- AVAILABLE RECORDS
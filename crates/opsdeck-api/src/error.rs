use thiserror::Error;

/// Top-level error type for the `opsdeck-api` crate.
///
/// Covers every failure mode of the console API surface: authentication,
/// transport, structured server rejections, and malformed payloads.
/// `opsdeck-core` maps these into user-facing diagnostics.
#[derive(Debug, Error)]
pub enum Error {
    // ── Authentication ──────────────────────────────────────────────
    /// Login failed (wrong credentials, account locked, etc.)
    #[error("Authentication failed: {message}")]
    Authentication { message: String },

    /// Session has expired (cookie expired or revoked).
    #[error("Session expired -- re-authentication required")]
    SessionExpired,

    /// Invalid bearer token (rejected by the console).
    #[error("Invalid access token")]
    InvalidToken,

    // ── Transport ───────────────────────────────────────────────────
    /// HTTP transport error (connection refused, DNS failure, etc.)
    #[error("HTTP transport error: {0}")]
    Transport(#[from] reqwest::Error),

    /// URL parsing error.
    #[error("Invalid URL: {0}")]
    InvalidUrl(#[from] url::ParseError),

    /// Request timed out.
    #[error("Request timed out after {timeout_secs}s")]
    Timeout { timeout_secs: u64 },

    /// TLS handshake or certificate error.
    #[error("TLS error: {0}")]
    Tls(String),

    // ── Server ──────────────────────────────────────────────────────
    /// Structured error response from the console (non-2xx status).
    #[error("Console API error (HTTP {status}): {message}")]
    Server {
        status: u16,
        message: String,
        code: Option<String>,
    },

    // ── Data ────────────────────────────────────────────────────────
    /// JSON deserialization failed, with the raw body for debugging.
    #[error("Deserialization error: {message}")]
    Deserialization { message: String, body: String },
}

impl Error {
    /// Returns `true` if this error indicates auth has expired
    /// and re-authentication might resolve it.
    pub fn is_auth_expired(&self) -> bool {
        matches!(
            self,
            Self::Authentication { .. } | Self::SessionExpired | Self::InvalidToken
        )
    }

    /// Returns `true` if this is a transient error worth retrying.
    pub fn is_transient(&self) -> bool {
        match self {
            Self::Transport(e) => e.is_timeout() || e.is_connect(),
            Self::Timeout { .. } => true,
            Self::Server { status, .. } => matches!(status, 502 | 503 | 504),
            _ => false,
        }
    }

    /// Returns `true` if this is a "not found" error.
    pub fn is_not_found(&self) -> bool {
        match self {
            Self::Transport(e) => e.status() == Some(reqwest::StatusCode::NOT_FOUND),
            Self::Server { status: 404, .. } => true,
            _ => false,
        }
    }

    /// Extract the API error code, if available.
    pub fn api_error_code(&self) -> Option<&str> {
        match self {
            Self::Server { code, .. } => code.as_deref(),
            _ => None,
        }
    }
}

- EXERCISE BRIEF
The whole listing above needs to be transcribed exactly.

- WORKED SOLUTION
filename crates/opsdeck-api/src/error.rs
use thiserror::Error;

/// Top-level error type for the `opsdeck-api` crate.
///
/// Covers every failure mode of the console API surface: authentication,
/// transport, structured server rejections, and malformed payloads.
/// `opsdeck-core` maps these into user-facing diagnostics.
#[derive(Debug, Error)]
pub enum Error {
    // ── Authentication ──────────────────────────────────────────────
    /// Login failed (wrong credentials, account locked, etc.)
    #[error("Authentication failed: {message}")]
    Authentication { message: String },

    /// Session has expired (cookie expired or revoked).
    #[error("Session expired -- re-authentication required")]
    SessionExpired,

    /// Invalid bearer token (rejected by the console).
    #[error("Invalid access token")]
    InvalidToken,

    // ── Transport ───────────────────────────────────────────────────
    /// HTTP transport error (connection refused, DNS failure, etc.)
    #[error("HTTP transport error: {0}")]
    Transport(#[from] reqwest::Error),

    /// URL parsing error.
    #[error("Invalid URL: {0}")]
    InvalidUrl(#[from] url::ParseError),

    /// Request timed out.
    #[error("Request timed out after {timeout_secs}s")]
    Timeout { timeout_secs: u64 },

    /// TLS handshake or certificate error.
    #[error("TLS error: {0}")]
    Tls(String),

    // ── Server ──────────────────────────────────────────────────────
    /// Structured error response from the console (non-2xx status).
    #[error("Console API error (HTTP {status}): {message}")]
    Server {
        status: u16,
        message: String,
        code: Option<String>,
    },

    // ── Data ────────────────────────────────────────────────────────
    /// JSON deserialization failed, with the raw body for debugging.
    #[error("Deserialization error: {message}")]
    Deserialization { message: String, body: String },
}

impl Error {
    /// Returns `true` if this error indicates auth has expired
    /// and re-authentication might resolve it.
    pub fn is_auth_expired(&self) -> bool {
        matches!(
            self,
            Self::Authentication { .. } | Self::SessionExpired | Self::InvalidToken
        )
    }

    /// Returns `true` if this is a transient error worth retrying.
    pub fn is_transient(&self) -> bool {
        match self {
            Self::Transport(e) => e.is_timeout() || e.is_connect(),
            Self::Timeout { .. } => true,
            Self::Server { status, .. } => matches!(status, 502 | 503 | 504),
            _ => false,
        }
    }

    /// Returns `true` if this is a "not found" error.
    pub fn is_not_found(&self) -> bool {
        match self {
            Self::Transport(e) => e.status() == Some(reqwest::StatusCode::NOT_FOUND),
            Self::Server { status: 404, .. } => true,
            _ => false,
        }
    }

    /// Extract the API error code, if available.
    pub fn api_error_code(&self) -> Option<&str> {
        match self {
            Self::Server { code, .. } => code.as_deref(),
            _ => None,
        }
    }
}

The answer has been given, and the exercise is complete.